Supplementary Figure S3 shows the distribution of the contact conservation level in our test set and that a large number of native contacts are not conserved. Figure 3(A) and (B) shows the ratio of medium- and long-range native contacts ranked among top L/10 predictions with respect to contact conservation level. Our method CoinDCA ranks many more native long-range contacts among top L/10 than the single-family EC methods PSICOV, plmDCA and GREMLIN regardless of conservation level. CoinDCA has similar performance as the family merging method Merge_p for long-range contacts with conservation level ≥5, but significantly outperforms Merge_p for family-specific contacts. This may be because when the target and auxiliary families are merged together, the signal for highly conserved contacts is reinforced but that for family-specific contacts is diluted.
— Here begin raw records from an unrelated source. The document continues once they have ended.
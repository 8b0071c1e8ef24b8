//! Configuration for the mouse-to-gamepad bridge
//!
//! Stored as TOML by default. A `.json` path is read and written as JSON so
//! configs from older setups keep working.

use crate::buttons::{default_bindings, ButtonBinding, ButtonMap};
use crate::error::BridgeError;
use crate::gamepad::{GamepadSpec, DEFAULT_AXIS_MAX};
use crate::mapper::Sensitivity;
use serde::{Deserialize, Serialize};
use std::path::{Path, PathBuf};
use tracing::warn;

/// Complete bridge configuration
#[derive(Debug, Clone, PartialEq, Serialize, Deserialize)]
#[serde(default)]
pub struct BridgeConfig {
    /// Mouse event device; auto-detected when unset
    #[serde(skip_serializing_if = "Option::is_none")]
    pub mouse_device: Option<PathBuf>,
    /// Name for the virtual gamepad device
    pub gamepad_name: String,
    /// Stick sensitivity in [0, 1]; out-of-range values are clamped at use
    pub sensitivity: f64,
    pub vendor: u16,
    pub product: u16,
    pub version: u16,
    /// Stick range advertised by the virtual device
    pub axis_max: i32,
    /// Grab the mouse exclusively while running
    pub grab: bool,
    /// Mouse-to-gamepad button routing
    pub buttons: Vec<ButtonBinding>,
}

impl Default for BridgeConfig {
    fn default() -> Self {
        Self {
            mouse_device: None,
            gamepad_name: "Virtual Gamepad".to_string(),
            sensitivity: 0.5,
            vendor: 0x1234,
            product: 0x5678,
            version: 0x100,
            axis_max: DEFAULT_AXIS_MAX,
            grab: false,
            buttons: default_bindings(),
        }
    }
}

impl BridgeConfig {
    /// Get the default config file path
    pub fn default_path() -> PathBuf {
        dirs::config_dir()
            .unwrap_or_else(|| PathBuf::from("."))
            .join("mouse-gamepad")
            .join("config.toml")
    }

    /// Load config from a file, or return default if not found
    pub fn load(path: &Path) -> anyhow::Result<Self> {
        if path.exists() {
            let content = std::fs::read_to_string(path)?;
            if is_json(path) {
                Self::from_json(&content)
            } else {
                Self::from_toml(&content)
            }
        } else {
            Ok(Self::default())
        }
    }

    pub fn from_toml(content: &str) -> anyhow::Result<Self> {
        Ok(toml::from_str(content)?)
    }

    pub fn from_json(content: &str) -> anyhow::Result<Self> {
        Ok(serde_json::from_str(content)?)
    }

    /// Save config to a file
    pub fn save(&self, path: &Path) -> anyhow::Result<()> {
        // Ensure parent directory exists
        if let Some(parent) = path.parent() {
            std::fs::create_dir_all(parent)?;
        }
        let content = if is_json(path) {
            serde_json::to_string_pretty(self)?
        } else {
            toml::to_string_pretty(self)?
        };
        std::fs::write(path, content)?;
        Ok(())
    }

    /// Check the values the bridge cannot run with
    pub fn validate(&self) -> Result<(), BridgeError> {
        if self.axis_max <= 0 {
            return Err(BridgeError::Config(format!(
                "axis_max must be positive, got {}",
                self.axis_max
            )));
        }
        if self.gamepad_name.trim().is_empty() {
            return Err(BridgeError::Config("gamepad_name is empty".to_string()));
        }
        if ButtonMap::new(&self.buttons)?.is_empty() {
            warn!("No button bindings configured; only the stick will be mapped");
        }
        Ok(())
    }

    pub fn sensitivity(&self) -> Sensitivity {
        Sensitivity::new(self.sensitivity, self.axis_max)
    }

    pub fn button_map(&self) -> Result<ButtonMap, BridgeError> {
        ButtonMap::new(&self.buttons)
    }

    /// Identity and capabilities for the virtual device
    pub fn gamepad_spec(&self, buttons: &ButtonMap) -> GamepadSpec {
        GamepadSpec {
            name: self.gamepad_name.clone(),
            vendor: self.vendor,
            product: self.product,
            version: self.version,
            axis_max: self.axis_max,
            buttons: buttons.gamepad_buttons(),
        }
    }
}

fn is_json(path: &Path) -> bool {
    path.extension()
        .is_some_and(|ext| ext.eq_ignore_ascii_case("json"))
}

#[cfg(test)]
mod tests {
    use super::*;
    use evdev::Key;

    #[test]
    fn test_default_config_serializes() {
        let config = BridgeConfig::default();
        let toml_str = toml::to_string_pretty(&config).unwrap();
        assert!(toml_str.contains("Virtual Gamepad"));
        assert!(toml_str.contains("mouse = \"left\""));
        assert!(toml_str.contains("gamepad = \"south\""));
        assert!(!toml_str.contains("mouse_device"));
    }

    #[test]
    fn test_roundtrip() {
        let mut config = BridgeConfig::default();
        config.mouse_device = Some(PathBuf::from("/dev/input/event4"));
        config.sensitivity = 0.25;
        let toml_str = toml::to_string_pretty(&config).unwrap();
        let parsed = BridgeConfig::from_toml(&toml_str).unwrap();
        assert_eq!(parsed, config);
    }

    #[test]
    fn test_legacy_json_format() {
        let json = r#"{
            "mouse_device": "/dev/input/event5",
            "gamepad_name": "Virtual Gamepad",
            "sensitivity": 0.5,
            "vendor": 4660,
            "product": 22136,
            "version": 256
        }"#;
        let config = BridgeConfig::from_json(json).unwrap();
        assert_eq!(config.mouse_device, Some(PathBuf::from("/dev/input/event5")));
        assert_eq!(config.vendor, 0x1234);
        assert_eq!(config.product, 0x5678);
        assert_eq!(config.version, 0x100);
        assert_eq!(config.axis_max, DEFAULT_AXIS_MAX);
        assert_eq!(config.buttons, default_bindings());
    }

    #[test]
    fn test_partial_toml_uses_defaults() {
        let config = BridgeConfig::from_toml(
            r#"
sensitivity = 0.8
grab = true

[[buttons]]
mouse = "side"
gamepad = "tl"
"#,
        )
        .unwrap();
        assert_eq!(config.sensitivity, 0.8);
        assert!(config.grab);
        assert_eq!(config.gamepad_name, "Virtual Gamepad");
        assert_eq!(
            config.buttons,
            vec![ButtonBinding::new(Key::BTN_SIDE, Key::BTN_TL)]
        );
    }

    #[test]
    fn test_validate() {
        assert!(BridgeConfig::default().validate().is_ok());

        let mut config = BridgeConfig::default();
        config.axis_max = 0;
        assert!(config.validate().is_err());

        let mut config = BridgeConfig::default();
        config.buttons.push(ButtonBinding::new(Key::BTN_LEFT, Key::BTN_NORTH));
        assert!(config.validate().is_err());
    }

    #[test]
    fn test_empty_button_table_is_valid() {
        let config = BridgeConfig::from_toml("buttons = []\n").unwrap();
        assert!(config.buttons.is_empty());
        assert!(config.validate().is_ok());
        assert!(config.button_map().unwrap().is_empty());
        assert!(!BridgeConfig::default().button_map().unwrap().is_empty());
    }

    #[test]
    fn test_gamepad_spec_from_config() {
        let config = BridgeConfig::default();
        let spec = config.gamepad_spec(&config.button_map().unwrap());
        assert_eq!(spec.name, "Virtual Gamepad");
        assert_eq!(spec.axis_max, 32767);
        assert_eq!(
            spec.buttons,
            vec![Key::BTN_SOUTH.code(), Key::BTN_EAST.code()]
        );
    }

    #[test]
    fn test_sensitivity_clamped_at_use() {
        let mut config = BridgeConfig::default();
        config.sensitivity = 4.0;
        assert_eq!(config.sensitivity().factor(), 1.0);
    }

    #[test]
    fn test_missing_file_gives_default() {
        let path = std::env::temp_dir().join("mouse-gamepad-does-not-exist.toml");
        let config = BridgeConfig::load(&path).unwrap();
        assert_eq!(config, BridgeConfig::default());
    }

    #[test]
    fn test_save_and_load_json() {
        let dir = std::env::temp_dir().join(format!("mouse-gamepad-test-{}", std::process::id()));
        let path = dir.join("config.json");
        let mut config = BridgeConfig::default();
        config.gamepad_name = "Desk Pad".to_string();
        config.save(&path).unwrap();
        let content = std::fs::read_to_string(&path).unwrap();
        assert!(content.trim_start().starts_with('{'));
        assert_eq!(BridgeConfig::load(&path).unwrap(), config);
        std::fs::remove_dir_all(&dir).unwrap();
    }
}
By contrast, our joint EC analysis method can reinforce the signal for highly conserved contacts without losing family-specific information.
Fig. 3.
The ratio (Y-axis) of native contacts ranked by a prediction method among top L/10 with respect to contact conservation level (X-axis) for (A) medium range and (B) long range
3.6 Performance on the CASP10 targets
In this test we run NNcon, PSICOV, plmDCA, GREMLIN and EVfold locally with default parameters, and CMAPpro through its web server. Again, we run HHpred to search the Pfam database for auxiliary families for each test target. Meanwhile, 75 of 123 targets have at least one auxiliary family. For those targets without any auxiliary families, our method actually becomes the combination of single-family EC analysis and supervised learning. As shown in Table 2, on the whole CASP10 set, our method CoinDCA again outperforms the others in terms of the accuracy of the top L/10, L/5 and L/2 predicted contacts.
Table 2.
Contact prediction accuracy on all the 123 CASP10 targets
Short range |
Medium range |
Long range |
|||||||
---|---|---|---|---|---|---|---|---|---|
L/10 | L/5 | L/2 | L/10 | L/5 | L/2 | L/10 | L/5 | L/2 | |
CoinDCA | 0.517 | 0.435 | 0.311 | 0.500 | 0.440 | 0.340 | 0.412 | 0.351 | 0.279 |
PSICOV | 0.234 | 0.191 | 0.140 | 0.310 | 0.259 | 0.192 | 0.276 | 0.225 | 0.168 |
plmDCA | 0.264 | 0.218 | 0.152 | 0.344 | 0.289 | 0.214 | 0.326 | 0.280 | 0.213 |
NNcon | 0.499 | 0.399 | 0.275 | 0.393 | 0.334 | 0.226 | 0.239 | 0.188 | 0.001 |
GREMLIN | 0.256 | 0.212 | 0.161 | 0.343 | 0.280 | 0.229 | 0.320 | 0.278 | 0.159 |
CMAPpro | 0.437 | 0.368 | 0.253 | 0.414 | 0.363 | 0.276 | 0.336 | 0.297 | 0.227 |
EVfold | 0.193 | 0.165 | 0.130 | 0.294 | 0.249 | 0.188 | 0.257 | 0.225 | 0.171 |
See the Supplementary Material for statistical significance (i.e. P value).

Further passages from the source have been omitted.